Abstract

ABSTRACTIn The Lament of the Dead, James Hillman quotes Foucault as saying there are two ways to escape ‘the box of contemporary thinking’. One path lies through erudition, the other through the indigenous experience. While the history of Jung's ideas has been thoroughly explored, we understand little about his encounters with indigenous people in the American Southwest. For example, the literature on his visit to Taos Pueblo is riddled with misleading information. Part of the problem begins with Jung's own confusion regarding his contact at Taos with Antonio Mirabal. Not only did Jung wrongly believe that Mirabal was an ‘Indian chief’; he misspelled and mistranslated his Tiwa name, Ochwiay Biano. Although the encounter could be described (at one level) as superficial, Jung refers to it as one of the most important experiences of his life.
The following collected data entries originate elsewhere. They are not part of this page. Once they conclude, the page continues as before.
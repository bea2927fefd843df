use crate::orderby::infer_order_by;
use async_trait::async_trait;
use polystore_core::{
    Backend, BackendFactory, BackendMetadata, Capabilities, CondOp, ConnectionConfig,
    CreateTableOptions, Field, FieldKind, Func, FunctionDialect, IndexKind, LogicalOp, Manager,
    Pool, PoolConfig, PoolGuard, Result, Row, Schema, SelectRequest, StoreCategory, StoreError,
    Value, ValueEncoding, ViewDefinition,
};
use std::collections::HashMap;
use std::sync::{Arc, Mutex};
use std::time::Duration;

static METADATA: BackendMetadata = BackendMetadata {
    id: "clickhouse",
    display_name: "ClickHouse",
    description: "Columnar analytical store in the MergeTree family",
    category: StoreCategory::Columnar,
    capabilities: Capabilities::COLUMNAR_BASE,
    encoding: ValueEncoding::COLUMNAR,
};

/// One HTTP session against a ClickHouse server.
pub struct HttpSession {
    client: reqwest::Client,
    url: String,
    database: String,
    username: String,
    password: Option<String>,
}

impl HttpSession {
    fn request(&self, sql: String) -> reqwest::RequestBuilder {
        let mut request = self
            .client
            .post(&self.url)
            .query(&[("database", self.database.as_str())])
            .header("X-ClickHouse-User", &self.username)
            .body(sql);
        if let Some(password) = &self.password {
            request = request.header("X-ClickHouse-Key", password);
        }
        request
    }

    /// Run a statement, discarding any result body.
    async fn execute(&self, op: LogicalOp, table: Option<&str>, sql: &str) -> Result<()> {
        self.send(op, table, sql.to_string()).await.map(|_| ())
    }

    /// Run a query with `FORMAT JSONEachRow` and parse one object per line.
    async fn query_rows(
        &self,
        op: LogicalOp,
        table: Option<&str>,
        sql: &str,
    ) -> Result<Vec<serde_json::Value>> {
        let body = self
            .send(op, table, format!("{sql} FORMAT JSONEachRow"))
            .await?;
        let mut rows = Vec::new();
        for line in body.lines() {
            let line = line.trim();
            if line.is_empty() {
                continue;
            }
            let parsed: serde_json::Value = serde_json::from_str(line).map_err(|e| {
                StoreError::backend(op, table, format!("unparseable result row: {e}"))
            })?;
            rows.push(parsed);
        }
        Ok(rows)
    }

    async fn send(&self, op: LogicalOp, table: Option<&str>, sql: String) -> Result<String> {
        let response = self
            .request(sql)
            .send()
            .await
            .map_err(|e| StoreError::transport(format!("clickhouse http: {e}")))?;
        let status = response.status();
        let body = response
            .text()
            .await
            .map_err(|e| StoreError::transport(format!("clickhouse body: {e}")))?;

        if status.is_success() {
            return Ok(body);
        }
        let message = body.trim().to_string();
        if message.contains("Code: 57") {
            // TABLE_ALREADY_EXISTS
            return Err(StoreError::Conflict(message));
        }
        Err(StoreError::backend(op, table, message))
    }
}

/// Pool manager building HTTP sessions.
pub struct ClickHouseManager {
    url: String,
    database: String,
    username: String,
    password: Option<String>,
}

#[async_trait]
impl Manager for ClickHouseManager {
    type Conn = HttpSession;

    async fn create(&self) -> Result<HttpSession> {
        let client = reqwest::Client::builder()
            .build()
            .map_err(|e| StoreError::transport(format!("clickhouse client: {e}")))?;
        Ok(HttpSession {
            client,
            url: self.url.clone(),
            database: self.database.clone(),
            username: self.username.clone(),
            password: self.password.clone(),
        })
    }

    async fn check(&self, conn: &mut HttpSession) -> Result<()> {
        conn.execute(LogicalOp::Ping, None, "SELECT 1").await
    }
}

/// Opens [`ClickHouseBackend`]s from a connection config.
pub struct ClickHouseFactory;

#[async_trait]
impl BackendFactory for ClickHouseFactory {
    fn name(&self) -> &'static str {
        "clickhouse"
    }

    async fn open(
        &self,
        config: &ConnectionConfig,
        pool: PoolConfig,
    ) -> Result<Arc<dyn Backend>> {
        let manager = ClickHouseManager {
            url: config.get_or("url", "http://localhost:8123").to_string(),
            database: config.get_or("database", "default").to_string(),
            username: config.get_or("username", "default").to_string(),
            password: config.get("password").map(str::to_string),
        };
        let pool = Pool::new(manager, pool).await;
        Ok(Arc::new(ClickHouseBackend {
            pool,
            columns: Mutex::new(HashMap::new()),
        }))
    }
}

/// ClickHouse rewrites of the portable function set.
struct ClickHouseFunctions;

impl FunctionDialect for ClickHouseFunctions {
    fn render(&self, func: &Func) -> Result<String> {
        Ok(match func {
            Func::Count => "count()".to_string(),
            Func::Sum(field) => format!("sum({field})"),
            Func::Avg(field) => format!("avg({field})"),
            Func::Min(field) => format!("min({field})"),
            Func::Max(field) => format!("max({field})"),
            Func::CountDistinct(field) => format!("uniq({field})"),
            Func::ToDate(field) => format!("toDate({field})"),
            Func::ToYearMonth(field) => format!("toYYYYMM({field})"),
            Func::Has(field, value) => {
                format!("has({field}, {})", format_clickhouse_value(value))
            }
            Func::Length(field) => format!("length({field})"),
            Func::Lower(field) => format!("lower({field})"),
            Func::Upper(field) => format!("upper({field})"),
            Func::Round(field, digits) => format!("round({field}, {digits})"),
        })
    }
}

static FUNCTIONS: ClickHouseFunctions = ClickHouseFunctions;

/// ClickHouse backend over pooled HTTP sessions.
pub struct ClickHouseBackend {
    pool: Pool<ClickHouseManager>,
    /// Per-table column lists from DESCRIBE, for id assignment on insert.
    columns: Mutex<HashMap<String, Vec<String>>>,
}

impl ClickHouseBackend {
    async fn conn(&self) -> Result<PoolGuard<ClickHouseManager>> {
        self.pool.acquire().await
    }

    async fn table_columns(&self, table: &str) -> Result<Vec<String>> {
        if let Some(cached) = self
            .columns
            .lock()
            .unwrap_or_else(|poison| poison.into_inner())
            .get(table)
        {
            return Ok(cached.clone());
        }

        let conn = self.conn().await?;
        let rows = conn
            .query_rows(
                LogicalOp::Select,
                Some(table),
                &format!("DESCRIBE TABLE {table}"),
            )
            .await?;
        let names: Vec<String> = rows
            .iter()
            .filter_map(|row| row.get("name").and_then(|n| n.as_str()).map(str::to_string))
            .collect();

        self.columns
            .lock()
            .unwrap_or_else(|poison| poison.into_inner())
            .insert(table.to_string(), names.clone());
        Ok(names)
    }

    fn render_select(&self, table: &str, request: &SelectRequest) -> String {
        let projection = match &request.fields {
            Some(fields) if !fields.is_empty() => fields
                .iter()
                .map(|f| format!("`{f}`"))
                .collect::<Vec<_>>()
                .join(", "),
            _ => "*".to_string(),
        };

        let mut sql = format!("SELECT {projection} FROM {table}");
        if !request.conditions.is_empty() {
            sql.push_str(&format!(" WHERE {}", request.conditions.join(" AND ")));
        }
        if !request.order_by.is_empty() {
            let order: Vec<String> = request
                .order_by
                .iter()
                .map(|o| format!("`{}` {}", o.field, o.direction.keyword()))
                .collect();
            sql.push_str(&format!(" ORDER BY {}", order.join(", ")));
        }
        if let Some(limit) = request.limit {
            sql.push_str(&format!(" LIMIT {limit}"));
        }
        if let Some(offset) = request.offset {
            sql.push_str(&format!(" OFFSET {offset}"));
        }
        sql
    }

    /// The DDL for a document class, used by `create_table` and asserted by
    /// the idempotence tests.
    pub fn render_create_table(
        &self,
        schema: &Schema,
        options: &CreateTableOptions,
    ) -> Result<String> {
        let table = schema.collection();
        let meta = schema.meta();

        let engine = options
            .engine
            .clone()
            .or_else(|| meta.engine.clone())
            .ok_or_else(|| {
                StoreError::schema(format!(
                    "columnar table '{table}' requires an engine in its meta"
                ))
            })?;

        let mut order_by = options
            .order_by
            .clone()
            .unwrap_or_else(|| meta.order_by.clone());
        if order_by.is_empty() {
            order_by = infer_order_by(schema);
        }

        let mut columns = Vec::new();
        for field in schema.fields() {
            let field_type = self.get_field_type(field);
            if let Some(expression) = &field.materialized {
                columns.push(format!(
                    "`{}` {field_type} MATERIALIZED ({expression})",
                    field.db_name
                ));
            } else if field.required || field.name == schema.id_field() {
                columns.push(format!("`{}` {field_type}", field.db_name));
            } else {
                columns.push(format!("`{}` Nullable({field_type})", field.db_name));
            }
        }
        if schema.field(schema.id_field()).is_none() {
            columns.insert(0, format!("`{}` String", schema.id_field()));
        }

        let exists = if options.if_not_exists {
            "IF NOT EXISTS "
        } else {
            ""
        };
        let mut sql = format!(
            "CREATE TABLE {exists}{table} (\n{}\n)",
            columns
                .iter()
                .map(|c| format!("    {c}"))
                .collect::<Vec<_>>()
                .join(",\n")
        );

        if meta.engine_params.is_empty() {
            sql.push_str(&format!(" ENGINE = {engine}()"));
        } else {
            let params: Vec<String> = meta
                .engine_params
                .iter()
                .map(|p| format!("`{p}`"))
                .collect();
            sql.push_str(&format!(" ENGINE = {engine}({})", params.join(", ")));
        }

        if let Some(partition_by) = &meta.partition_by {
            sql.push_str(&format!("\nPARTITION BY {partition_by}"));
        }
        if !meta.primary_key.is_empty() {
            let keys: Vec<String> = meta.primary_key.iter().map(|k| format!("`{k}`")).collect();
            sql.push_str(&format!("\nPRIMARY KEY ({})", keys.join(", ")));
        }
        let order_cols: Vec<String> = order_by.iter().map(|c| format!("`{c}`")).collect();
        sql.push_str(&format!("\nORDER BY ({})", order_cols.join(", ")));
        if let Some(ttl) = &meta.ttl {
            sql.push_str(&format!("\nTTL {ttl}"));
        }
        if !meta.settings.is_empty() {
            let settings: Vec<String> = meta
                .settings
                .iter()
                .map(|(key, value)| format!("{key}={value}"))
                .collect();
            sql.push_str(&format!("\nSETTINGS {}", settings.join(", ")));
        }

        Ok(sql)
    }

    fn render_index(table: &str, field: &Field, spec: &polystore_core::IndexSpec) -> String {
        let kind = match &spec.kind {
            IndexKind::Bloom {
                false_positive_rate,
            } => format!("bloom_filter({false_positive_rate})"),
            IndexKind::Set { max_values } => format!("set({max_values})"),
            // Ordered pruning maps to the min/max skip-index.
            IndexKind::MinMax | IndexKind::BTree => "minmax".to_string(),
            IndexKind::Custom(custom) => custom.clone(),
        };
        let name = spec.name.clone().unwrap_or_else(|| {
            format!(
                "idx_{table}_{}_{}",
                field.db_name,
                match &spec.kind {
                    IndexKind::Bloom { .. } => "bloom_filter",
                    IndexKind::Set { .. } => "set",
                    IndexKind::MinMax | IndexKind::BTree => "minmax",
                    IndexKind::Custom(custom) => custom.as_str(),
                }
            )
        });
        format!(
            "ALTER TABLE {table} ADD INDEX IF NOT EXISTS {name} `{}` TYPE {kind} GRANULARITY {}",
            field.db_name, spec.granularity
        )
    }

    fn row_to_json_line(row: &Row) -> String {
        Value::Object(row.clone()).to_json().to_string()
    }
}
This paper will explore what Jung seems to have encountered in Taos, and the ways his experience were orchestrated by the unseen presence of others (including Mabel Dodge Lujan, D.H. Lawrence, and Jaime de Angulo). Archival records and news accounts from the 1920s show that although Jung imagined he was meeting face to face with a ‘primitive' who still lived in the world of ‘participation mystique’, Mirabal was a gifted Native American impresario who later visited one American president and turned down an invitation to visit a second. I argue that the complex of colonialism surrounding Jung's relationship with Mirabal has infected subsequent encounters between the Jungian tradition and indigenous people.